The fund will aim to generate alpha “with a margin of safety”, he said. For instance, it will avoid start-up ventures trading on hefty multiples based on high expectations but with low current revenues of profits.
The Asia Innovation Equity Fund is expected to launch within the next four months and be marketed to private banks and institutional investors. The investment approach is likely to replicate closely the equity portion of the firm’s Asian Innovation Opportunities Fund, which includes fixed income within it mandate, and began selling to Hong Kong and Singapore retail investors in February.
Tsui and his team are searching for companies in Asia (including Japan) that are innovating “products, processes or services, and are able to charge a premium over their peers’ prices”. He would not disclose any positions.
The bottom-up approach incorporates quantitative and qualitative scorecards. The former analyses companies’ research and development expenditures, revenue trends and profit margin trajectories.
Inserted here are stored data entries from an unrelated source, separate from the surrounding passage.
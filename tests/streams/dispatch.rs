//! Execution adapter: the same backend behind blocking and
//! worker-dispatched connections.

use std::error::Error;
use std::thread;
use std::time::{Duration, Instant};

use stream_bus::{
    Connection, EmptyPolicy, ExecutionContext, Publisher, StreamConfig, StreamError,
    StreamMessage, StreamRegistry, Subscriber,
};

use crate::support::{mock_registry, runtime, FakeBackend, SimulatedFault};

#[test]
fn without_context_send_completes_before_returning() {
    let backend = FakeBackend::new();
    let stream = mock_registry(&backend).by_name("mock", "addr", None).unwrap();
    let publisher = stream.publish().unwrap();

    assert!(publisher.execution_context().is_none());
    let dispatched = publisher.send(StreamMessage::new("t1", "hi"));

    assert!(!dispatched.is_pending());
    assert_eq!(backend.sent(), vec![StreamMessage::new("t1", "hi")]);
    dispatched.wait().unwrap();
}

#[test]
fn without_context_receive_blocks_for_the_window() {
    let backend = FakeBackend::new();
    let stream = mock_registry(&backend).by_name("mock", "addr", None).unwrap();
    let subscriber = stream.subscribe(&["t1"]).unwrap();

    let started = Instant::now();
    let dispatched = subscriber.receive(Some(Duration::from_millis(30)));

    assert!(started.elapsed() >= Duration::from_millis(30));
    assert!(!dispatched.is_pending());
    assert!(dispatched.wait().unwrap_err().is_empty());
}

#[test]
fn with_context_receive_returns_before_the_window() {
    let rt = runtime();
    let context = ExecutionContext::from(rt.handle().clone());
    let backend = FakeBackend::new();
    let stream = mock_registry(&backend)
        .by_name("mock", "addr", Some(context))
        .unwrap();
    let subscriber = stream.subscribe(&["t1"]).unwrap();

    let started = Instant::now();
    let dispatched = subscriber.receive(Some(Duration::from_millis(200)));

    assert!(dispatched.is_pending());
    assert!(started.elapsed() < Duration::from_millis(200));
    assert!(dispatched.wait().unwrap_err().is_empty());
}

#[test]
fn with_context_operations_run_off_the_caller_thread() {
    let rt = runtime();
    let context = ExecutionContext::from(rt.handle().clone());
    let caller = thread::current().id();

    let value = stream_bus::dispatch(Some(&context), move || Ok(thread::current().id()))
        .wait()
        .unwrap();
    assert_ne!(value, caller);
}

#[tokio::test(flavor = "multi_thread")]
async fn dispatched_results_match_blocking_results() {
    let blocking_backend = FakeBackend::new();
    let async_backend = FakeBackend::new();
    for backend in [&blocking_backend, &async_backend] {
        backend.inject("t1", b"first");
        backend.push(Err(SimulatedFault("broker gone")));
    }

    let blocking = mock_registry(&blocking_backend)
        .by_name("mock", "addr", None)
        .unwrap()
        .subscribe(&["t1"])
        .unwrap();
    let dispatched = mock_registry(&async_backend)
        .by_name("mock", "addr", ExecutionContext::current())
        .unwrap()
        .subscribe(&["t1"])
        .unwrap();

    let window = Some(Duration::from_millis(10));

    let sync_msg = blocking.receive(window).wait().unwrap();
    let async_msg = dispatched.receive(window).await.unwrap();
    assert_eq!(sync_msg, async_msg);

    let sync_err = blocking.receive(window).wait().unwrap_err();
    let async_err = dispatched.receive(window).await.unwrap_err();
    assert_eq!(sync_err.to_string(), async_err.to_string());
    for err in [&sync_err, &async_err] {
        let fault = err.source().unwrap().downcast_ref::<SimulatedFault>().unwrap();
        assert_eq!(fault, &SimulatedFault("broker gone"));
    }
}

#[tokio::test(flavor = "multi_thread")]
async fn dispatched_send_failure_rejects_the_future() {
    let backend = FakeBackend::new();
    backend.fail_sends(SimulatedFault("connection refused"));

    let stream = mock_registry(&backend)
        .by_name("mock", "addr", ExecutionContext::current())
        .unwrap();
    let publisher = stream.publish().unwrap();

    let err = publisher.send(StreamMessage::new("t1", "hi")).await.unwrap_err();
    assert!(matches!(err, StreamError::Backend { .. }));
    assert!(backend.sent().is_empty());
}

#[test]
fn keep_polling_outlasts_the_nominal_window() {
    let backend = FakeBackend::new();
    let registry = mock_registry(&backend);
    let stream = registry
        .by_config(
            "mock",
            StreamConfig::new("addr").with_empty_policy(EmptyPolicy::KeepPolling),
        )
        .unwrap();
    let subscriber = stream.subscribe(&["t1"]).unwrap();

    let injector = {
        let backend = backend.clone();
        thread::spawn(move || {
            thread::sleep(Duration::from_millis(50));
            backend.inject("t1", b"eventually");
        })
    };

    let msg = subscriber.receive(Some(Duration::from_millis(5))).wait().unwrap();
    injector.join().unwrap();

    assert_eq!(msg.payload(), b"eventually");
    assert!(backend.polls() > 1);
}

#[test]
fn memory_backend_dispatches_through_a_runtime() {
    let rt = runtime();
    let context = ExecutionContext::from(rt.handle().clone());
    let stream = StreamRegistry::builtin()
        .by_name("memory", "dispatch-memory", Some(context))
        .unwrap();

    let subscriber = stream.subscribe(&["jobs"]).unwrap();
    let publisher = stream.publish().unwrap();

    let receiving = subscriber.receive(Some(Duration::from_millis(500)));
    publisher.send(StreamMessage::new("jobs", "run")).wait().unwrap();

    assert_eq!(receiving.wait().unwrap().payload(), b"run");
}
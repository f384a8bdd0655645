//! Subscriber connections.

use std::collections::BTreeSet;
use std::sync::atomic::{AtomicBool, Ordering};
use std::sync::Arc;
use std::time::Duration;

use tracing::{debug, warn};

use super::Connection;
use crate::config::EmptyPolicy;
use crate::error::{Result, StreamError};
use crate::execution::{dispatch, Dispatch, ExecutionContext};
use crate::message::StreamMessage;

/// Trait for receiving messages on the topics a connection was opened with.
///
/// This is a pull-based interface. `receive` calls on one subscriber are
/// expected to be issued one after another, not concurrently.
pub trait Subscriber: Connection {
    /// Topics fixed when the subscription was opened.
    fn topics(&self) -> &BTreeSet<String>;

    /// Receive the next message.
    ///
    /// `timeout` is the per-poll window; `None` blocks until the backend
    /// delivers. Depending on the backend's [`EmptyPolicy`] an empty window
    /// either fails with `StreamError::Empty` or starts another poll.
    fn receive(&self, timeout: Option<Duration>) -> Dispatch<StreamMessage>;
}

/// Result of a single backend poll.
#[derive(Clone, Debug, PartialEq, Eq)]
pub enum Polled {
    /// A message was delivered.
    Message(StreamMessage),
    /// The poll window elapsed with nothing to deliver.
    Empty,
    /// The backend reached a known end-of-data marker (e.g. a partition EOF);
    /// more may arrive later. Always polled past.
    EndOfData,
}

/// Backend receive handle: the blocking half a backend implements.
pub trait Consumer: Send + Sync + 'static {
    /// Poll once for up to `timeout` (`None` blocks).
    fn poll(&self, timeout: Option<Duration>) -> Result<Polled>;

    /// Release the subscription (e.g. unsubscribe, then disconnect).
    fn close(&self) -> Result<()> {
        Ok(())
    }
}

/// Subscriber connection over a backend [`Consumer`].
pub struct StreamSubscriber<C: Consumer> {
    consumer: Arc<C>,
    topics: BTreeSet<String>,
    policy: EmptyPolicy,
    context: Option<ExecutionContext>,
    closed: Arc<AtomicBool>,
}

impl<C: Consumer> StreamSubscriber<C> {
    pub fn new(
        consumer: C,
        topics: BTreeSet<String>,
        policy: EmptyPolicy,
        context: Option<ExecutionContext>,
    ) -> Self {
        Self {
            consumer: Arc::new(consumer),
            topics,
            policy,
            context,
            closed: Arc::new(AtomicBool::new(false)),
        }
    }

    pub fn consumer(&self) -> &C {
        &self.consumer
    }

    pub fn empty_policy(&self) -> EmptyPolicy {
        self.policy
    }
}

impl<C: Consumer> Connection for StreamSubscriber<C> {
    fn execution_context(&self) -> Option<&ExecutionContext> {
        self.context.as_ref()
    }

    fn is_closed(&self) -> bool {
        self.closed.load(Ordering::Acquire)
    }

    fn close(&self) -> Result<()> {
        if self.closed.swap(true, Ordering::AcqRel) {
            return Ok(());
        }
        self.consumer.close()
    }
}

impl<C: Consumer> Subscriber for StreamSubscriber<C> {
    fn topics(&self) -> &BTreeSet<String> {
        &self.topics
    }

    fn receive(&self, timeout: Option<Duration>) -> Dispatch<StreamMessage> {
        let poller = Poller {
            consumer: Arc::clone(&self.consumer),
            closed: Arc::clone(&self.closed),
            topics: self.topics.iter().cloned().collect(),
            policy: self.policy,
        };
        dispatch(self.context.as_ref(), move || poller.run(timeout))
    }
}

impl<C: Consumer> Drop for StreamSubscriber<C> {
    fn drop(&mut self) {
        if let Err(err) = self.close() {
            warn!(error = %err, "failed to close subscriber on drop");
        }
    }
}

/// Everything a receive needs, owned so it can move onto a worker.
struct Poller<C> {
    consumer: Arc<C>,
    closed: Arc<AtomicBool>,
    topics: Vec<String>,
    policy: EmptyPolicy,
}

impl<C: Consumer> Poller<C> {
    fn run(self, timeout: Option<Duration>) -> Result<StreamMessage> {
        loop {
            // Closing is the only way to stop a subscriber that keeps polling.
            if self.closed.load(Ordering::Acquire) {
                return Err(StreamError::Closed);
            }

            debug!(topics = ?self.topics, ?timeout, "polling consumer");
            match self.consumer.poll(timeout)? {
                Polled::Message(msg) => return Ok(msg),
                Polled::EndOfData => continue,
                Polled::Empty => match self.policy {
                    EmptyPolicy::KeepPolling => continue,
                    EmptyPolicy::Fail => {
                        return Err(StreamError::Empty {
                            topics: self.topics,
                            timeout,
                        })
                    }
                },
            }
        }
    }
}
//! Insight battery - behavioral spending insights
//!
//! A fixed-order battery of independent, pure detectors, each operating on
//! the preprocessed snapshot and returning zero or more `Insight` records.
//! The list order is detector-registration order, an explicit design choice:
//! there is no global severity re-ranking.
//!
//! ## Detectors, in order
//!
//! - **Category trend** - month-over-month change beyond ±25%
//! - **New category** - spend appearing with no last-month history
//! - **Weekend skew** - weekend vs weekday habits per category
//! - **Top category** - one category dominating the last 30 days
//! - **Spending spike** - one day far above the daily average
//! - **Spending velocity** - week-over-week acceleration
//! - **No-spend streak** - consecutive zero-spend days
//! - **Unusual transaction** - single charges far above the norm
//!
//! ## Usage
//!
//! ```rust,ignore
//! use spendsight_core::insights::InsightEngine;
//!
//! let snapshot = preprocess(&transactions, now);
//! let insights = InsightEngine::new().run(&snapshot, &config);
//! ```

pub mod concentration;
pub mod engine;
pub mod outlier;
pub mod spike;
pub mod streak;
pub mod trend;
pub mod types;
pub mod weekend;

pub use concentration::TopCategoryDetector;
pub use engine::{Detector, InsightEngine};
pub use outlier::UnusualTransactionDetector;
pub use spike::{SpendingSpikeDetector, SpendingVelocityDetector};
pub use streak::NoSpendStreakDetector;
pub use trend::{CategoryTrendDetector, NewCategoryDetector};
pub use types::{Insight, InsightKind};
pub use weekend::WeekendSkewDetector;
//! Shared numeric utilities
//!
//! Implemented once here and shared by the merchant grouper and the
//! recurring-pattern detector rather than duplicated per caller.

/// Arithmetic mean. Empty input yields 0.0.
pub fn mean(values: &[f64]) -> f64 {
    if values.is_empty() {
        return 0.0;
    }
    values.iter().sum::<f64>() / values.len() as f64
}

/// Population standard deviation. Empty input yields 0.0.
pub fn stddev(values: &[f64]) -> f64 {
    if values.is_empty() {
        return 0.0;
    }
    let avg = mean(values);
    let variance = values.iter().map(|v| (v - avg).powi(2)).sum::<f64>() / values.len() as f64;
    variance.sqrt()
}

/// Consistency score in [0, 100]: how tightly `values` cluster around their
/// mean, measured as `100 - cv * 100` where cv is the coefficient of
/// variation. A zero mean scores 100 (no spread to measure against).
pub fn consistency_score(values: &[f64]) -> f64 {
    let avg = mean(values);
    if avg == 0.0 {
        return 100.0;
    }
    (100.0 - stddev(values) / avg * 100.0).max(0.0)
}

/// Classic Levenshtein edit distance with unit insert/delete/substitute
/// costs, O(len(a) * len(b)) over a two-row DP table.
pub fn levenshtein(a: &str, b: &str) -> usize {
    let a: Vec<char> = a.chars().collect();
    let b: Vec<char> = b.chars().collect();

    if a.is_empty() {
        return b.len();
    }
    if b.is_empty() {
        return a.len();
    }

    let mut prev: Vec<usize> = (0..=b.len()).collect();
    let mut curr = vec![0usize; b.len() + 1];

    for (i, ca) in a.iter().enumerate() {
        curr[0] = i + 1;
        for (j, cb) in b.iter().enumerate() {
            let substitute = prev[j] + usize::from(ca != cb);
            let insert = curr[j] + 1;
            let delete = prev[j + 1] + 1;
            curr[j + 1] = substitute.min(insert).min(delete);
        }
        std::mem::swap(&mut prev, &mut curr);
    }

    prev[b.len()]
}

#[cfg(test)]
mod tests {
    use super::*;

    #[test]
    fn test_mean_and_stddev() {
        assert_eq!(mean(&[]), 0.0);
        assert_eq!(mean(&[2.0, 4.0, 6.0]), 4.0);

        assert_eq!(stddev(&[]), 0.0);
        assert_eq!(stddev(&[5.0, 5.0, 5.0]), 0.0);
        // Population stddev of [2, 4, 6]: sqrt(8/3)
        let sd = stddev(&[2.0, 4.0, 6.0]);
        assert!((sd - (8.0f64 / 3.0).sqrt()).abs() < 1e-9);
    }

    #[test]
    fn test_consistency_score_bounds() {
        assert_eq!(consistency_score(&[10.0, 10.0, 10.0]), 100.0);
        assert_eq!(consistency_score(&[]), 100.0);
        // Wild spread floors at zero rather than going negative
        assert_eq!(consistency_score(&[1.0, 1000.0, 1.0, 1.0]), 0.0);
    }

    #[test]
    fn test_levenshtein() {
        assert_eq!(levenshtein("", ""), 0);
        assert_eq!(levenshtein("abc", ""), 3);
        assert_eq!(levenshtein("", "abc"), 3);
        assert_eq!(levenshtein("kitten", "sitting"), 3);
        assert_eq!(levenshtein("netflix", "netflix"), 0);
        assert_eq!(levenshtein("netflix", "netfllx"), 1);
    }
}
The latter encompasses a wide range of factors, including a company’s use of data, the uniqueness of its product, its potential to disrupt the value chain of its industry, its production or distribution models and pricing flexibility, and the amount of time its executives spend on research and development.
“However, it is also important that the company is able to ride the business cycle and make stable earnings throughout,” said Tsui.
Free cash flow generation offers protection during downturns, while finding what he considers high quality, professional management should ensure the business is run in a prudent manner.
The fund faces headwinds in the current political climate. Ongoing efforts by the US aim to end China’s “forced technology transfers” and demand better intellectual property protection. Moreover, several Western countries have banned 5G wireless networks from China’s Hua Wei for reasons of state security. These political moves could slow innovation or hit the R&D budgets of mainland companies.
Perhaps unsurprisingly, Tsui expects IT to make up the portfolio’s largest sector allocation, with a 30%-40% weighting. However, he also sees plenty of opportunities across other sectors, including communication services, consumer discretionary and staples, industrials, materials and healthcare.
Geographically, the portfolio will also be spread across different countries within the region. There is a tilt towards companies in the more technologically-advanced nations of Japan, South Korea and Taiwan, because “internet and e-commerce penetration in south and Southeast Asia — with the obvious exception of Singapore — is still low at about 4% of population”, he said.
Chinese companies will also be prominent holdings, as consumer services content delivery systems continue to evolve rapidly. Tsui is particularly attracted by the healthcare sector in the mainland, where leading bio-tech companies are given strong government encouragement.
The potential investment universe in Asia comprises around 6,000 stocks. However, the Asia Innovation Fund intends to be concentrated, with core holdings of between 40 and 50 stocks.